The Structure–Function Paradigm Overlooked Ensembles and Dynamic Energy Landscapes: AlphaFold Is Attuned but Is Unable to Address Them

The sequence–structure–function dogma was the touchstone of a generation. It dominated molecular biology for decades. It was introduced by physical chemists who explained that biological macromolecules function when they are folded. Thus, to understand how molecules function, one needs to consider their 3D structures, a transformative paradigm that became a tenet of modern biology. Today, it is broadly recognized that rigid molecules cannot perform a function, leading the way to the appreciation that to sustain life, molecular flexibility is a necessity. That however has not fully translated to the understanding of the powerful concept of the energy landscape.[165] That is, that biomolecules are dynamical objects that are always interconverting between a variety of structures with varying energies,[166] and that this is the origin of allosteric mechanisms.[167−169] This notion of flexibility as interconversion between conformations is critical for understanding biological processes and their regulation, such as protein activation as a shift of the ensemble from the inactive to the active state, how allosteric drugs work, cell signaling, and binding mechanisms through conformational selection rather than induced fit.
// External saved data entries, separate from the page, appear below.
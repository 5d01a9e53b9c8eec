// src/core/registry.rs

//! # Declaration Registry
//!
//! Collects the [`ParameterSpec`]s attached to each callable before any tree
//! exists. Specs are keyed by the callable's identity (a stable string such as
//! `"GroupOne::greet"`) and attached most-recent-first, the way stacked
//! attributes are applied; the compiler reads them back in declaration order.
//!
//! A callable may also describe its [`Signature`]: the parameter names it
//! accepts, their defaults and type hints. Declared parameters without an
//! explicit spec get one inferred, and explicit specs without a default
//! inherit the one from the signature.

use crate::core::compiler::CompileError;
use crate::core::parameters::{self, DeclarationError};
use crate::models::{ParamKind, ParameterSpec, Value, ValueType};
use std::collections::{HashMap, HashSet, VecDeque};

/// One parameter as declared by a callable.
#[derive(Debug, Clone)]
pub struct DeclaredParam {
    pub name: String,
    pub default: Option<Value>,
    /// Type hint; when absent it is taken from the default's variant.
    pub annotation: Option<ValueType>,
}

/// The parameters a callable accepts.
///
/// `Signature::default()` accepts any keyword (the equivalent of `**kwargs`)
/// and declares nothing to infer; `Signature::new()` starts closed.
#[derive(Debug, Clone)]
pub struct Signature {
    params: Vec<DeclaredParam>,
    accepts_extra: bool,
}

impl Default for Signature {
    fn default() -> Self {
        Self {
            params: Vec::new(),
            accepts_extra: true,
        }
    }
}

impl Signature {
    pub fn new() -> Self {
        Self {
            params: Vec::new(),
            accepts_extra: false,
        }
    }

    /// A parameter without a default: inferred as a required argument.
    pub fn param(self, name: &str) -> Self {
        self.typed(name, None, None::<Value>)
    }

    /// A parameter with a default: inferred as an option.
    pub fn param_default(self, name: &str, default: impl Into<Value>) -> Self {
        self.typed(name, None, Some(default))
    }

    pub fn typed(
        mut self,
        name: &str,
        annotation: Option<ValueType>,
        default: Option<impl Into<Value>>,
    ) -> Self {
        self.params.push(DeclaredParam {
            name: crate::models::normalize_name(name),
            default: default.map(Into::into),
            annotation,
        });
        self
    }

    /// Also accept parameters that are not listed.
    pub fn kwargs(mut self) -> Self {
        self.accepts_extra = true;
        self
    }

    pub fn get(&self, name: &str) -> Option<&DeclaredParam> {
        self.params.iter().find(|p| p.name == name)
    }

    pub fn params(&self) -> &[DeclaredParam] {
        &self.params
    }

    pub fn accepts(&self, name: &str) -> bool {
        self.accepts_extra || self.get(name).is_some()
    }
}

/// Pending parameter specs, keyed by callable identity.
#[derive(Debug, Clone, Default)]
pub struct Registry {
    pending: HashMap<String, VecDeque<ParameterSpec>>,
}

impl Registry {
    pub fn new() -> Self {
        Self::default()
    }

    /// Attaches `spec` to `callable`.
    pub fn register(&mut self, callable: &str, spec: ParameterSpec) -> &mut Self {
        log::trace!("Registering parameter '{}' on '{}'", spec.name, callable);
        self.pending
            .entry(callable.to_string())
            .or_default()
            .push_front(spec);
        self
    }

    /// Parses a declaration string (see [`parameters`]) and attaches it.
    pub fn declare(&mut self, callable: &str, decl: &str) -> Result<&mut Self, DeclarationError> {
        let spec = parameters::parse_parameter_decl(decl)?;
        Ok(self.register(callable, spec))
    }

    /// Specs in attachment order: most recently registered first.
    pub fn pending(&self, callable: &str) -> Vec<&ParameterSpec> {
        self.pending
            .get(callable)
            .map(|specs| specs.iter().collect())
            .unwrap_or_default()
    }

    /// Specs in declaration order.
    pub fn declared(&self, callable: &str) -> Vec<ParameterSpec> {
        self.pending
            .get(callable)
            .map(|specs| specs.iter().rev().cloned().collect())
            .unwrap_or_default()
    }

    pub fn is_empty(&self) -> bool {
        self.pending.is_empty()
    }

    /// The final parameter list of a callable, in signature order: each
    /// declared parameter takes its explicit spec (with the signature default
    /// merged in) or else an inferred one. Explicit specs the signature does
    /// not list follow in declaration order.
    pub(crate) fn resolve_params(
        &self,
        callable: &str,
        signature: &Signature,
        node_path: &str,
    ) -> Result<Vec<ParameterSpec>, CompileError> {
        let mut explicit = self.declared(callable);

        let mut names = HashSet::new();
        let mut flags = HashSet::new();
        for spec in &explicit {
            if !names.insert(spec.name.clone()) {
                return Err(CompileError::DuplicateParameter {
                    node: node_path.to_string(),
                    name: spec.name.clone(),
                });
            }
            for flag in &spec.flags {
                if !flags.insert(flag.clone()) {
                    return Err(CompileError::DuplicateParameter {
                        node: node_path.to_string(),
                        name: flag.clone(),
                    });
                }
            }
            if !signature.accepts(&spec.name) {
                return Err(CompileError::UnknownParameter {
                    node: node_path.to_string(),
                    name: spec.name.clone(),
                });
            }
        }

        for spec in &mut explicit {
            merge_signature_default(spec, signature).map_err(|reason| {
                CompileError::InvalidDefault {
                    node: node_path.to_string(),
                    name: spec.name.clone(),
                    reason,
                }
            })?;
        }

        let inferred = infer_defaults(signature, &explicit);
        if !inferred.is_empty() {
            log::debug!(
                "Inferred {} parameter(s) for '{}' from its signature",
                inferred.len(),
                callable
            );
        }
        Ok(in_signature_order(signature, explicit, inferred))
    }
}

/// Positional binding follows this order, so it must match the callable's.
fn in_signature_order(
    signature: &Signature,
    explicit: Vec<ParameterSpec>,
    inferred: Vec<ParameterSpec>,
) -> Vec<ParameterSpec> {
    let mut explicit: Vec<Option<ParameterSpec>> = explicit.into_iter().map(Some).collect();
    let mut inferred = inferred.into_iter();
    let mut ordered = Vec::with_capacity(explicit.len() + inferred.len());

    for param in signature.params() {
        let declared = explicit
            .iter_mut()
            .find(|slot| slot.as_ref().is_some_and(|spec| spec.name == param.name))
            .and_then(Option::take);
        match declared {
            Some(spec) => ordered.push(spec),
            None => ordered.extend(inferred.next()),
        }
    }
    ordered.extend(explicit.into_iter().flatten());
    ordered
}

/// Gives an explicit spec the signature's default when it declares none.
fn merge_signature_default(spec: &mut ParameterSpec, signature: &Signature) -> Result<(), String> {
    if spec.default.is_some() {
        return Ok(());
    }
    let Some(default) = signature.get(&spec.name).and_then(|p| p.default.clone()) else {
        return Ok(());
    };
    spec.default = Some(parameters::coerce(&spec.value_type, default)?);
    match spec.kind {
        ParamKind::Option => spec.show_default = true,
        ParamKind::Argument if !spec.required_explicit => spec.required = false,
        ParamKind::Argument => {}
    }
    Ok(())
}

/// Synthesises specs for declared parameters that have no explicit spec.
///
/// A parameter with a default becomes an option carrying that default (a
/// boolean default makes it a flag); one without becomes a required argument.
/// The type comes from the annotation, else from the default's variant.
pub fn infer_defaults(signature: &Signature, explicit: &[ParameterSpec]) -> Vec<ParameterSpec> {
    signature
        .params()
        .iter()
        .filter(|p| !explicit.iter().any(|spec| spec.name == p.name))
        .map(infer_one)
        .collect()
}

fn infer_one(param: &DeclaredParam) -> ParameterSpec {
    let value_type = param
        .annotation
        .clone()
        .unwrap_or_else(|| type_of_default(param.default.as_ref()));

    match &param.default {
        Some(default) => {
            let long = format!("--{}", param.name.replace('_', "-"));
            let typed = parameters::coerce(&value_type, default.clone())
                .unwrap_or_else(|_| default.clone());
            let spec = if matches!(value_type, ValueType::Bool) {
                ParameterSpec::flag(&long)
            } else {
                ParameterSpec::option(&long).value_type(value_type)
            };
            spec.dest(&param.name).default(typed).show_default()
        }
        None => ParameterSpec::argument(&param.name).value_type(value_type),
    }
}

fn type_of_default(default: Option<&Value>) -> ValueType {
    match default {
        Some(Value::Bool(_)) => ValueType::Bool,
        Some(Value::Int(_)) => ValueType::Int,
        Some(Value::Float(_)) => ValueType::Float,
        Some(Value::Path(_)) => ValueType::Path,
        _ => ValueType::Str,
    }
}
The conceptual evolution from the classic structure–function paradigm to dynamic energy landscapes of biomolecular function and allosteric mechanisms, poses a challenge to AlphaFold’s powerful predictions. To understand biological regulation, structure should be linked to function through protein ensembles in terms of populations and relative energies, which is the foundation of allostery (Figure ). Despite its transformative power and vast broad impact, the AlphaFold predictions are unable to address it directly. It is only through their sampling that this functional aim can be accomplished.
Figure 2

Structural ensembles for B-Raf activation. The snapshots for B-Raf kinase domains (top panels) are generated from the protein databank (PDB). The representative inactive OFF-state conformation (PDB ID: 3SKC) and active ON-state conformation (PDB ID: 6UAN) are highlighted in blue and red, respectively. The free energy landscape of B-Raf kinase domain depicting the population shift from OFF-state to ON-state upon activation (middle panel). Highlighted activation segments of αC-helix and A-loop representing the side by side comparisons between the single structure predicted by AlphaFold and the representative B-Raf conformations of both inactive OFF-state and active ON-state (bottom panels). The AlphaFold structure falls into neither the active ON-state nor the inactive OFF-state.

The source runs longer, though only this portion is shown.